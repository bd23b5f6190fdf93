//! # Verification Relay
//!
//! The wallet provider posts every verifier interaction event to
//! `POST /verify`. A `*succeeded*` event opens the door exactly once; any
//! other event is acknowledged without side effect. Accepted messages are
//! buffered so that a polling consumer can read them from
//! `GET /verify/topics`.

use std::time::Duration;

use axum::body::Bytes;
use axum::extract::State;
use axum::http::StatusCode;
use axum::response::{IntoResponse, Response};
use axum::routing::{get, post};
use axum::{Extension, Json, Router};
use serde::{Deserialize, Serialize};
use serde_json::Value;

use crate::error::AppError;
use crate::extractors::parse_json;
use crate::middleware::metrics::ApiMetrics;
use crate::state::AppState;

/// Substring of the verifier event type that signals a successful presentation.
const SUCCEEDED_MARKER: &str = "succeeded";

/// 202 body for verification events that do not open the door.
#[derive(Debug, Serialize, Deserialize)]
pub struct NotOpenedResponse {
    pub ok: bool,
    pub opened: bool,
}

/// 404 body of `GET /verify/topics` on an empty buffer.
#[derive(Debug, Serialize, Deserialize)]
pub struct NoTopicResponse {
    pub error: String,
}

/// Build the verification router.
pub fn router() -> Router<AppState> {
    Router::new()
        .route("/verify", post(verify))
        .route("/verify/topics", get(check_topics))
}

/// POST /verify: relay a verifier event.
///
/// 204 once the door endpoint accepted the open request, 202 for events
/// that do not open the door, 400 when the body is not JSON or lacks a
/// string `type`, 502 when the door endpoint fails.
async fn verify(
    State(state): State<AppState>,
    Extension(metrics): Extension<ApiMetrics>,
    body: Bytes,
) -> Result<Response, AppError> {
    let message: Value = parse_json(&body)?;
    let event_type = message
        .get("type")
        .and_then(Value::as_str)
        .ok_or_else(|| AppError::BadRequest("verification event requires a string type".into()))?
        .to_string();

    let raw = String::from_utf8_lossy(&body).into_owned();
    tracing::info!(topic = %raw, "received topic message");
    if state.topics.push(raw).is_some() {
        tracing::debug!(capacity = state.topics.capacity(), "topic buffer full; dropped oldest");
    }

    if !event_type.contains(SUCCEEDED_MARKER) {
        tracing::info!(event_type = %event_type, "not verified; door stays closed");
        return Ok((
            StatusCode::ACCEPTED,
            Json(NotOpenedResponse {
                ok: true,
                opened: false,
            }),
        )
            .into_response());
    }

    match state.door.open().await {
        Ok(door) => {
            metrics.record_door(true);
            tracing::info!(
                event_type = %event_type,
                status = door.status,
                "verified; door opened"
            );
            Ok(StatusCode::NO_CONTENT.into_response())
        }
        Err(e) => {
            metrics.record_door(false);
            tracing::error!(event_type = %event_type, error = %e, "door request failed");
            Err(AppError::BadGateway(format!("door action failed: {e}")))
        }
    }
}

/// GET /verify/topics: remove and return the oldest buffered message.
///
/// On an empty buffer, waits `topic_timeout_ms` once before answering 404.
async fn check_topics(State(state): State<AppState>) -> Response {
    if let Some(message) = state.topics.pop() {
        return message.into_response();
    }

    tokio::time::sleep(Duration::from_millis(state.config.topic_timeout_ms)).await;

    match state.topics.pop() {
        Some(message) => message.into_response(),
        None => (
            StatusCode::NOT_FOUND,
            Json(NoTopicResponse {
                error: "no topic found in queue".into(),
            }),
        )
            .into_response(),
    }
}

--

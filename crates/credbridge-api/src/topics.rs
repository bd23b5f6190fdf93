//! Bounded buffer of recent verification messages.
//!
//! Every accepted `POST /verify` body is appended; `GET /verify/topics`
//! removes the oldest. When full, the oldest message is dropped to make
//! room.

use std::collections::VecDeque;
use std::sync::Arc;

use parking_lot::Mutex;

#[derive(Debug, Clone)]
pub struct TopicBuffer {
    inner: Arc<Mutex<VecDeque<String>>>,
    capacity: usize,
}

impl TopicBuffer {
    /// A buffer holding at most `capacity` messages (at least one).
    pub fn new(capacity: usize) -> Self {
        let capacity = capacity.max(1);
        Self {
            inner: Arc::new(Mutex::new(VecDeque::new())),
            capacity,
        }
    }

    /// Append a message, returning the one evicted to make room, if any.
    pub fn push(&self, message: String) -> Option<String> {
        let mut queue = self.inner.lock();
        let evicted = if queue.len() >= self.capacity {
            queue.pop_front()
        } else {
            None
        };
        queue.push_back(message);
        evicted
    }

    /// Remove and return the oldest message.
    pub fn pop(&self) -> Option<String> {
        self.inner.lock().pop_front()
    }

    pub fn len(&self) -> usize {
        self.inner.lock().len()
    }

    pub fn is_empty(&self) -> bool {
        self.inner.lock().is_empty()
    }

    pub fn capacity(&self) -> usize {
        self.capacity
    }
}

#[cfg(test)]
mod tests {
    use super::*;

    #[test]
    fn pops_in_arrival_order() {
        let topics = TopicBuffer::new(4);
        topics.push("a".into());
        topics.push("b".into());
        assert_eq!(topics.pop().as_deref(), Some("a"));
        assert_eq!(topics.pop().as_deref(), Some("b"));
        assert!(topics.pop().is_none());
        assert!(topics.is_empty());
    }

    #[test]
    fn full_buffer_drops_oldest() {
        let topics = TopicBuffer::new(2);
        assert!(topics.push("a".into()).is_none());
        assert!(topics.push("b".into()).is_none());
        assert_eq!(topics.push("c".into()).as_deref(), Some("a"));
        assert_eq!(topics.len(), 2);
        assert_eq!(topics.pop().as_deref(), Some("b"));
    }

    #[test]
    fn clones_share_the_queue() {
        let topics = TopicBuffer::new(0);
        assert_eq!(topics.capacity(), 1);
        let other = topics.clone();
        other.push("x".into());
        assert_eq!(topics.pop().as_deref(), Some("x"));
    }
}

...

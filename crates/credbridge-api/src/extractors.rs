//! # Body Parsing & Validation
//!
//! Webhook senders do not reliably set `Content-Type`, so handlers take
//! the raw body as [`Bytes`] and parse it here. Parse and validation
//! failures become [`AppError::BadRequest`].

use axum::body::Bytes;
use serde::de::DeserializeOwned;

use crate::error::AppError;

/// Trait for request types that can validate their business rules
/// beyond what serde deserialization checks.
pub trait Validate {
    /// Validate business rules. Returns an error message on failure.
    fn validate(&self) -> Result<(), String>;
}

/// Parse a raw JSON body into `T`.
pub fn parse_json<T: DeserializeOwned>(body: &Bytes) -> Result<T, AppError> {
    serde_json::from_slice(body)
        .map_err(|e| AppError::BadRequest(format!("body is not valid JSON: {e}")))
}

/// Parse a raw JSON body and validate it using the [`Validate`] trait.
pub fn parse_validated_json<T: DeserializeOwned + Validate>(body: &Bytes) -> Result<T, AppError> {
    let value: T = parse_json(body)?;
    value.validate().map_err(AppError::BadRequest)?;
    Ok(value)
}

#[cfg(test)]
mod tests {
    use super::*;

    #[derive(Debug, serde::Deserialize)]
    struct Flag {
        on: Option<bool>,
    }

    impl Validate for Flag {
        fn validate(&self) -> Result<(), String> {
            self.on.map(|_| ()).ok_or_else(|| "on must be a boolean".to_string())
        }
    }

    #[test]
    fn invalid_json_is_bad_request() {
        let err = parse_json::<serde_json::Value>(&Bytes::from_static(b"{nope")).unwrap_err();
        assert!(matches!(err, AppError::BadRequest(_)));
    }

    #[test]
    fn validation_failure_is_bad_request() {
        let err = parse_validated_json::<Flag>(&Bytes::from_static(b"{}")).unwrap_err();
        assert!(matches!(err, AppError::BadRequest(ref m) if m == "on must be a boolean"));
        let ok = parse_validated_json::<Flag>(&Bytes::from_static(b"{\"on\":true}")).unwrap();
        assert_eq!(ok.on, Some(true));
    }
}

## [What the task requires]
A line in the material may hold the string "failed". Report how many do, and write only the number.

## [Problem solution]
2